Tempelhof bebte heute, als Mitch Evans im Jaguar sein Team an die Spitze katapultierte und Porsche in einem packenden E-Prix-Finale überraschte. Der Britische Triumph markiert eine deutliche Verschiebung im Kräfteverhältnis der Formel E und lässt die Meisterschaftsentscheidung umso spannender werden.
Ein schachzug aus energieeffizienz und mut
Während Porsche mit Pascal Wehrlein von der Pole-Position aus ins Rennen ging und alles auf einen Heimsieg setzte, vollführte Evans eine beeindruckende Aufholjagd vom 17. Startplatz aus. Seine Strategie war schlichtweg brillant: Er schlichtete seine Reifen und Energie ein, während andere Fahrer auf maximale Leistung setzten. Diese kalkulierte Geduld zahlte sich aus, als Evans im entscheidenden Moment an der Spitze auftauchte und die Führung übernahm. Es war kein Glückstreffer, sondern das Ergebnis einer klugen Planung und präzisen Ausführung – ein Lehrstück in Sachen Energie-Management.
Die Entscheidung für eine energiesparende Fahrweise, die bereits von einigen Veteranen wie Oliver Rowland erfolgreich praktiziert wurde, erwies sich als der entscheidende Faktor. CUPRA versuchte es ebenfalls, doch ein veränderter Grid-Aufstellungsverlust ließ ihre Bemühungen zunichte. Pepe Martí und Dan Ticktum kämpften zwar um Punkte, blieben aber letztlich hinter den Top-Plätzen zurück. Die Jagd auf die Spitze ist noch nicht vorbei, aber die Taktik von Evans hat die Messlatte höher gelegt.

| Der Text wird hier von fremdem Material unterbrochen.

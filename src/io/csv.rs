/*!
# I/O Utilities for Saving Feature-Allocation Samples to CSV

The number of features changes from sample to sample under a nonparametric prior, so
allocation matrices are written in long format, one line per matrix entry. Enable via
the `csv` feature.
*/

use std::error::Error;
use std::fs::File;

use csv::Writer;

use crate::feature_matrix::FeatureAllocationMatrix;

/**
Saves feature-allocation samples as a long-format CSV file.

The samples are expected as **chain × sample**, as returned by
[`ChainRunner::run`](crate::core::ChainRunner::run). The file has the header
`chain,sample,row,feature,value` followed by one line per entry of every matrix.

# Examples

```rust
use pgfa::feature_matrix::FeatureAllocationMatrix;
use pgfa::io::csv::save_feature_matrices_csv;

let z = FeatureAllocationMatrix::from_rows(&[vec![1, 0], vec![0, 1]]).unwrap();
let samples = vec![vec![z.clone(), z]];
save_feature_matrices_csv(&samples, "/tmp/pgfa_samples.csv")?;
# Ok::<(), Box<dyn std::error::Error>>(())
```
*/
pub fn save_feature_matrices_csv(
    samples: &[Vec<FeatureAllocationMatrix>],
    filename: &str,
) -> Result<(), Box<dyn Error>> {
    let mut wtr = Writer::from_writer(File::create(filename)?);
    wtr.write_record(["chain", "sample", "row", "feature", "value"])?;

    for (chain_idx, chain) in samples.iter().enumerate() {
        for (sample_idx, z) in chain.iter().enumerate() {
            for ((row, feature), value) in z.as_array().indexed_iter() {
                wtr.write_record(&[
                    chain_idx.to_string(),
                    sample_idx.to_string(),
                    row.to_string(),
                    feature.to_string(),
                    value.to_string(),
                ])?;
            }
        }
    }

    wtr.flush()?;
    Ok(())
}

/// Saves the number of features of every sample as `chain,sample,num_features`.
pub fn save_num_features_csv(
    samples: &[Vec<FeatureAllocationMatrix>],
    filename: &str,
) -> Result<(), Box<dyn Error>> {
    let mut wtr = Writer::from_writer(File::create(filename)?);
    wtr.write_record(["chain", "sample", "num_features"])?;

    for (chain_idx, chain) in samples.iter().enumerate() {
        for (sample_idx, z) in chain.iter().enumerate() {
            wtr.write_record(&[
                chain_idx.to_string(),
                sample_idx.to_string(),
                z.num_features().to_string(),
            ])?;
        }
    }

    wtr.flush()?;
    Ok(())
}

Die meisterschaft spitzt sich zu: porsche unter druck
Trotz des unerwarteten Sieges von Jaguar bleibt Porsche in der Meisterschaftsserie. Wehrlein erreichte als Dritter das Podium und übernahm die Tabellenführung, doch der Abstand zu Evans schrumpft auf lediglich zwei Punkte. Im Teamranking führt Porsche mit 176 Punkten, jedoch nur 13 Zähler vor Jaguar. Als „Manufacturers“ ist die Führung noch knapper: Porsche liegt mit 228 Punkten nur 14 Zähler vor Jaguar (214 Punkte). Dieser Kampf zwischen den beiden Giganten der Formel E hat sich in den letzten Jahren intensiviert und verspricht weitere spannende Duelle.
Die nächste Schlacht findet in Monaco statt, wo das Feld in zwei Wochen erneut aufeinandertreffen wird. Der legendäre Stadtkurs wird erneut eine Prüfung für Mensch und Maschine darstellen. Ob Pepe Martí und CUPRA aus ihren heutigen Erfahrungen lernen und in Monaco punkten können, bleibt abzuwarten. Doch eines ist sicher: Der Duell zwischen Jaguar und Porsche ist noch lange nicht entschieden – und die Formel E hält uns in Atem.